Assessment of anatomy of the aorta in patients with a coarctation of aorta

Abstract

Coarctation of the aorta (CoA) is a congenital heart disease characterized by the narrowing of the aorta, resulting in reduced blood flow to the body and increased pressure in the left ventricle. The pathophysiology of CoA is complex and involves several changes in the structure and function of the aorta. Recent studies have suggested that patients with CoA may have changes in the aortic wall beyond the site of the narrowing. Understanding these changes in the aorta is essential for optimizing the management of patients with CoA. Eighty-five patients who were diagnosed with an isolated coarctation of aorta (CoA) and underwent elective surgical repair—during the last 10 years were included in the study.

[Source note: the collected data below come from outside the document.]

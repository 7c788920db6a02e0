//! Key-value store abstraction.
//!
//! Host storage APIs come in callback and future flavors depending on the
//! embedding; this trait normalizes them into a single async interface at the
//! outermost adapter boundary so the router and backends never branch on
//! calling convention. Keys map to JSON values; backends keep their whole
//! bookmark map under one key, mirroring how a browser-style keyed store is
//! used.

mod memory;
#[cfg(not(target_arch = "wasm32"))]
mod json_file;

pub use memory::MemoryKeyValueStore;

#[cfg(not(target_arch = "wasm32"))]
pub use json_file::JsonFileStore;

use serde_json::Value;

use crate::error::Result;
use crate::BoxFuture;

/// Async keyed JSON storage.
///
/// Failures are limited to the underlying store being unavailable, surfaced
/// as [`crate::TagmarkError::BackendUnavailable`].
pub trait KeyValueStore: Send + Sync {
    /// Read the value under `key`, or `None` if absent.
    fn get<'a>(&'a self, key: &'a str) -> BoxFuture<'a, Result<Option<Value>>>;

    /// Write `value` under `key`, replacing any existing value. A single
    /// atomic put from the caller's perspective.
    fn set<'a>(&'a self, key: &'a str, value: Value) -> BoxFuture<'a, Result<()>>;

    /// Remove the value under `key`. Removing an absent key is a no-op.
    fn remove<'a>(&'a self, key: &'a str) -> BoxFuture<'a, Result<()>>;
}

// Blanket implementation for references to KeyValueStore
impl<T: KeyValueStore + ?Sized> KeyValueStore for &T {
    fn get<'a>(&'a self, key: &'a str) -> BoxFuture<'a, Result<Option<Value>>> {
        (*self).get(key)
    }

    fn set<'a>(&'a self, key: &'a str, value: Value) -> BoxFuture<'a, Result<()>> {
        (*self).set(key, value)
    }

    fn remove<'a>(&'a self, key: &'a str) -> BoxFuture<'a, Result<()>> {
        (*self).remove(key)
    }
}

impl<T: KeyValueStore + ?Sized> KeyValueStore for std::sync::Arc<T> {
    fn get<'a>(&'a self, key: &'a str) -> BoxFuture<'a, Result<Option<Value>>> {
        (**self).get(key)
    }

    fn set<'a>(&'a self, key: &'a str, value: Value) -> BoxFuture<'a, Result<()>> {
        (**self).set(key, value)
    }

    fn remove<'a>(&'a self, key: &'a str) -> BoxFuture<'a, Result<()>> {
        (**self).remove(key)
    }
}
//! Command-line surface for Tagmark.
//!
//! Every bookmark operation is sent through the core message dispatcher as an
//! envelope, the same way any other UI surface talks to the storage core.

/// CLI module - argument parsing and command execution
mod cli;

#[tokio::main]
async fn main() {
    env_logger::init();
    std::process::exit(cli::run().await);
}
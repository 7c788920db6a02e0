#![doc = include_str!("../README.md")]
#![warn(missing_docs)]

use std::future::Future;
use std::pin::Pin;

/// Configuration options
pub mod config;

/// Error (common error types)
pub mod error;

/// Bookmark data model
pub mod model;

/// Message envelope validation
pub mod validate;

/// Key-value store abstraction
pub mod store;

/// Per-URL storage index
pub mod index;

/// Storage backend capability interface and implementations
pub mod backend;

/// File bridge request/response protocol
pub mod bridge;

/// Remote bookmark API client
#[cfg(not(target_arch = "wasm32"))]
pub mod remote;

/// Storage router (backend selection and migration)
pub mod router;

/// Message dispatcher (top-level entry point)
pub mod dispatch;

/// A boxed future for object-safe async trait methods.
///
/// On native targets, futures are `Send` for compatibility with multi-threaded
/// runtimes. On WASM, there's no `Send` requirement since JavaScript is
/// single-threaded.
#[cfg(not(target_arch = "wasm32"))]
pub type BoxFuture<'a, T> = Pin<Box<dyn Future<Output = T> + Send + 'a>>;

/// A boxed future for object-safe async trait methods.
///
/// WASM version without `Send` requirement - JavaScript is single-threaded.
#[cfg(target_arch = "wasm32")]
pub type BoxFuture<'a, T> = Pin<Box<dyn Future<Output = T> + 'a>>;

pub use error::{Result, TagmarkError};
pub use model::{BackendId, BookmarkRecord, FileBookmarkDocument, TriState};

#[cfg(test)]
pub(crate) fn block_on_test<F: Future>(f: F) -> F::Output {
    futures_lite::future::block_on(f)
}
//! In-memory key-value store for tests and single-process hosts.

use std::collections::HashMap;
use std::sync::{Arc, RwLock};

use serde_json::Value;

use super::KeyValueStore;
use crate::error::{Result, TagmarkError};
use crate::BoxFuture;

/// In-memory [`KeyValueStore`].
///
/// Thread-safe via `RwLock`; data is lost when dropped. Clones share the same
/// underlying map.
#[derive(Debug, Clone, Default)]
pub struct MemoryKeyValueStore {
    entries: Arc<RwLock<HashMap<String, Value>>>,
}

impl MemoryKeyValueStore {
    /// Create a new empty in-memory store.
    pub fn new() -> Self {
        Self::default()
    }

    fn read(&self) -> Result<std::sync::RwLockReadGuard<'_, HashMap<String, Value>>> {
        self.entries
            .read()
            .map_err(|_| TagmarkError::BackendUnavailable("store lock poisoned".to_string()))
    }

    fn write(&self) -> Result<std::sync::RwLockWriteGuard<'_, HashMap<String, Value>>> {
        self.entries
            .write()
            .map_err(|_| TagmarkError::BackendUnavailable("store lock poisoned".to_string()))
    }
}

impl KeyValueStore for MemoryKeyValueStore {
    fn get<'a>(&'a self, key: &'a str) -> BoxFuture<'a, Result<Option<Value>>> {
        Box::pin(async move { Ok(self.read()?.get(key).cloned()) })
    }

    fn set<'a>(&'a self, key: &'a str, value: Value) -> BoxFuture<'a, Result<()>> {
        Box::pin(async move {
            self.write()?.insert(key.to_string(), value);
            Ok(())
        })
    }

    fn remove<'a>(&'a self, key: &'a str) -> BoxFuture<'a, Result<()>> {
        Box::pin(async move {
            self.write()?.remove(key);
            Ok(())
        })
    }
}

Eighty-five patients (62 males, 72.9%) with a median age of 7 years old (range from 1 month to 48 years old) underwent surgical repair of CoA during the last 10 years using 4 different methods of operation. The study showed that more than a half (51.7%) of our patients with coarctation of the aorta had an enlargement of an ascending aorta, and z-score of ascending aortic size positively correlated with age, height, and weight, which means in patients with non-corrected CoA, ascending aorta tends to enlarge by time. In the present study, 31.8% of patients had an aortic arch hypoplasia, and aortic arch sizes z-score negatively correlated with ICU and hospital stay, which indicates that, patients with smaller aortic arch have poorer outcomes. Therefore, evaluating AAH before planning surgical repair is important for achieving better results. CT examination showed advantages in assessing aortic anatomy. It is suggested that an MSCT examination should be performed to take into consideration of current aortic anatomy, before planning the surgical correction of the aortic coarctation to achieve better results.